(Input records)

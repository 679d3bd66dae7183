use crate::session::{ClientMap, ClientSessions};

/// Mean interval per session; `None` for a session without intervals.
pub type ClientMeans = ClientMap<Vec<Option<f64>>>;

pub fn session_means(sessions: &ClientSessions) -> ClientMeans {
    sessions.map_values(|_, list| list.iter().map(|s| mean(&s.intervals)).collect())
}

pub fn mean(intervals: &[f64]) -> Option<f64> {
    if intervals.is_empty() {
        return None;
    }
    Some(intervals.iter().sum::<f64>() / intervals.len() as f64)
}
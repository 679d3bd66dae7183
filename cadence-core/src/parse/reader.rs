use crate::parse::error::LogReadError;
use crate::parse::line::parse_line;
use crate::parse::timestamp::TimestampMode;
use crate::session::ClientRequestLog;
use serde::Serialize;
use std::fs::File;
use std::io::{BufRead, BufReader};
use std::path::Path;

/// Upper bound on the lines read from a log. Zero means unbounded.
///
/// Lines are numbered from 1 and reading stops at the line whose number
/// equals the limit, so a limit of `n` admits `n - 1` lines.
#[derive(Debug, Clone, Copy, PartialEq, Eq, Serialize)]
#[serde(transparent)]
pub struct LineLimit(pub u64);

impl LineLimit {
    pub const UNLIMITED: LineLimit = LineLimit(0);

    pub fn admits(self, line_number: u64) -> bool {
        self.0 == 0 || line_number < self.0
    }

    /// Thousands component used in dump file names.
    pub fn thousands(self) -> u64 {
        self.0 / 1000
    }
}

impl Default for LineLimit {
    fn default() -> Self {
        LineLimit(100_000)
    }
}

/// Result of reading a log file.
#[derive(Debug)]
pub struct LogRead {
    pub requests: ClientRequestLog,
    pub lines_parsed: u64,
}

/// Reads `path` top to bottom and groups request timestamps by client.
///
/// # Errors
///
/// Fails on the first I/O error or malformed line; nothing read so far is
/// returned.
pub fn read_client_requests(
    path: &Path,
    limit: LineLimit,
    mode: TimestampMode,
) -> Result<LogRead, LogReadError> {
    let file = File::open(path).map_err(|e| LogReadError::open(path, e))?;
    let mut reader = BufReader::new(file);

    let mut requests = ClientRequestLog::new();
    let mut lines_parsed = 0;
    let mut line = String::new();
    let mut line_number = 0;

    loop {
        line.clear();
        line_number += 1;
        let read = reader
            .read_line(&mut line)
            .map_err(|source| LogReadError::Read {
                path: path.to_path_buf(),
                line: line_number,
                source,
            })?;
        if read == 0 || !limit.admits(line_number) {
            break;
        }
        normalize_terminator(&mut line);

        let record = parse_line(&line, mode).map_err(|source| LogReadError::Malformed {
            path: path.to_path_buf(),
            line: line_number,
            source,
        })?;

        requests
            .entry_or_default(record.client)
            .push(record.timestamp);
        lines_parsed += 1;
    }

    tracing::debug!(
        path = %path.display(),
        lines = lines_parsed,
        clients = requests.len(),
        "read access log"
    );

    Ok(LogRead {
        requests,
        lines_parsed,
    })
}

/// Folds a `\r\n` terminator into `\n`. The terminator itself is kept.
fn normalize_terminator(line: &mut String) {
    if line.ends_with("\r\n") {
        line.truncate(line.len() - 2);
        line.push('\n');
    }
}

(End Input records)
(Input records)

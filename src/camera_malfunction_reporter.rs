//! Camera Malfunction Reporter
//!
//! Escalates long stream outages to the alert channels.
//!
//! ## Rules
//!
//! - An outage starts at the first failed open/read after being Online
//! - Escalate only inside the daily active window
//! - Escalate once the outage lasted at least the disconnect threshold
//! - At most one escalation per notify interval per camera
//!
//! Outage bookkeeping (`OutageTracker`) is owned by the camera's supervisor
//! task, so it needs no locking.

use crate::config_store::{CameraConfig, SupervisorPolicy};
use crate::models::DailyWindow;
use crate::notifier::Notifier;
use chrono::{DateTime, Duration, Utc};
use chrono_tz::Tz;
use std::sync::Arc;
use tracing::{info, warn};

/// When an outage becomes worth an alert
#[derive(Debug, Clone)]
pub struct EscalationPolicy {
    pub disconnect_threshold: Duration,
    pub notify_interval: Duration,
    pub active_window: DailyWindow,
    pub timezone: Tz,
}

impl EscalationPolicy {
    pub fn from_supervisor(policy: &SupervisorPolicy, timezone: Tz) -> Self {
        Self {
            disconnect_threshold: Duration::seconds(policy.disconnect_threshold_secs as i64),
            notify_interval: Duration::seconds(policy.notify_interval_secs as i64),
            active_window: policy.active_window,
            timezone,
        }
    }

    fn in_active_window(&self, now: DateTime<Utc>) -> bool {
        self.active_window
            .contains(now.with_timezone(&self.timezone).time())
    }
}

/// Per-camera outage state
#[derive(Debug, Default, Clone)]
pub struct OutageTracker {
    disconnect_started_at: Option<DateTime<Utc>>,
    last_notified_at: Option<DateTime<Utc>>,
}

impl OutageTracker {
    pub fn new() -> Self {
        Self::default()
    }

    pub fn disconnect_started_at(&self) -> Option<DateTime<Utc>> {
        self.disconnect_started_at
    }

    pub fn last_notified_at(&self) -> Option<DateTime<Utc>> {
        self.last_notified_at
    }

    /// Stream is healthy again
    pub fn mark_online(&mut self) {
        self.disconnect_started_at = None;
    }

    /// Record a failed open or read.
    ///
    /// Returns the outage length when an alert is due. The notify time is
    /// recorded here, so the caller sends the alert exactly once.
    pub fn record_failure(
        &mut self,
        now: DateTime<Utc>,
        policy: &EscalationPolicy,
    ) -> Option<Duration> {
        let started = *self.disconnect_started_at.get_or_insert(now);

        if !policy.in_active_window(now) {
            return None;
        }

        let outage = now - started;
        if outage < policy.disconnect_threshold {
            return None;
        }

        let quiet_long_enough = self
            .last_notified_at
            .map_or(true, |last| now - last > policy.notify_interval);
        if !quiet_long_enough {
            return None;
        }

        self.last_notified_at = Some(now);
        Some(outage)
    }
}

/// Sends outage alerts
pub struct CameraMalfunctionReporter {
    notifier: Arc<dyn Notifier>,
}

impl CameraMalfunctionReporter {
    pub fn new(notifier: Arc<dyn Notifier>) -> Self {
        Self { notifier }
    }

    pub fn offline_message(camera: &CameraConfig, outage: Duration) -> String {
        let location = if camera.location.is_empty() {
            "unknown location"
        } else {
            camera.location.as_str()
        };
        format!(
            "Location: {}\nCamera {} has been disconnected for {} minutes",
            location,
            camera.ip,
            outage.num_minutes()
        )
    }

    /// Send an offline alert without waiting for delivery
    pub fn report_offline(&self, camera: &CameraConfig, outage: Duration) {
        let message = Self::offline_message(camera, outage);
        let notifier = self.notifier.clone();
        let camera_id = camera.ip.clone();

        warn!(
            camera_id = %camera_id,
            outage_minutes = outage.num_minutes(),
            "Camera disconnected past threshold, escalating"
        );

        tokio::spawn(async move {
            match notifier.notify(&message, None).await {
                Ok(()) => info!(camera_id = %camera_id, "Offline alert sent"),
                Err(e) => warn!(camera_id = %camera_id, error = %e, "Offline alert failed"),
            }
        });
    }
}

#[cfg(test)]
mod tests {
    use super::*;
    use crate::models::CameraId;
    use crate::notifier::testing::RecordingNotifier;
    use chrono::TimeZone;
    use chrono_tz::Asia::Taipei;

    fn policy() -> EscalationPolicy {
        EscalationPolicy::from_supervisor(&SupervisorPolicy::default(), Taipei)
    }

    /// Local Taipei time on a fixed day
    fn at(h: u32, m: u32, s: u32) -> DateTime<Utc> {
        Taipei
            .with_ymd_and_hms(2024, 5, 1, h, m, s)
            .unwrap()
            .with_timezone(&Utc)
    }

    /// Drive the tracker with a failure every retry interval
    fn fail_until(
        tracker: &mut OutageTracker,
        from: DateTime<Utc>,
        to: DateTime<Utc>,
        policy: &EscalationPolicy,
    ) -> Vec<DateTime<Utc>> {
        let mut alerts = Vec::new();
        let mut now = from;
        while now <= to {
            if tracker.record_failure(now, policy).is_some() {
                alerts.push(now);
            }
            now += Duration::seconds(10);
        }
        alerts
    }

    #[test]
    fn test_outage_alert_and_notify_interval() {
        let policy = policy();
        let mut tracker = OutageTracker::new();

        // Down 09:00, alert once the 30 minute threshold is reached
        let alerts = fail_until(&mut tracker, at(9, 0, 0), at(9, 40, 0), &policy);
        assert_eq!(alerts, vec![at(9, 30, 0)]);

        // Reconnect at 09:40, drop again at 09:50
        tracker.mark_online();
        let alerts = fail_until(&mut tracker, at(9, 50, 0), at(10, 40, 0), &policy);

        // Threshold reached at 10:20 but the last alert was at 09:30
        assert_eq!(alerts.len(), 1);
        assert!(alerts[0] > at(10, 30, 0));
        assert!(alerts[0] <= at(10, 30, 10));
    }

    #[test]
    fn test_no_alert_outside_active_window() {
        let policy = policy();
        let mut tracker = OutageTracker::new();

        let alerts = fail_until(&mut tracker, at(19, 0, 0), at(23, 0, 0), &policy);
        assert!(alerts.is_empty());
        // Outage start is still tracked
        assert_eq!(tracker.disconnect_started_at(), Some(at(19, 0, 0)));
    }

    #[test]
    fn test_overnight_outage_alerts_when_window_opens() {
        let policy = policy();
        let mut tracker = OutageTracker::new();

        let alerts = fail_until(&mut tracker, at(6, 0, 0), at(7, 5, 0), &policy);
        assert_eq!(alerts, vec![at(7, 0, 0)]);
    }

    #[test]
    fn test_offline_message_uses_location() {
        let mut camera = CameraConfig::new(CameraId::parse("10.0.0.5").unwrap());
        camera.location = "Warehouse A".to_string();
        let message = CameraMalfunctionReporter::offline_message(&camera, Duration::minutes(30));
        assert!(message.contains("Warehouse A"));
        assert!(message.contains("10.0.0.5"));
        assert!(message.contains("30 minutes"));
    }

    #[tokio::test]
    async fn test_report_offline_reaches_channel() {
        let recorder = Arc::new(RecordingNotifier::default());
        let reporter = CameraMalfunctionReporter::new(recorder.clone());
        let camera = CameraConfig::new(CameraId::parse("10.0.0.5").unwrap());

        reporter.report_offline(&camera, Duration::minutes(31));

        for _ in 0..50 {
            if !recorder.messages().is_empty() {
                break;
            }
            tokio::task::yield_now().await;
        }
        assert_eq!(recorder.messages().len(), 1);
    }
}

(End Input records)

● Your task
Copy each line above where the string "await" occurs.

● Answer to this exercise
            match notifier.notify(&message, None).await {
            tokio::task::yield_now().await;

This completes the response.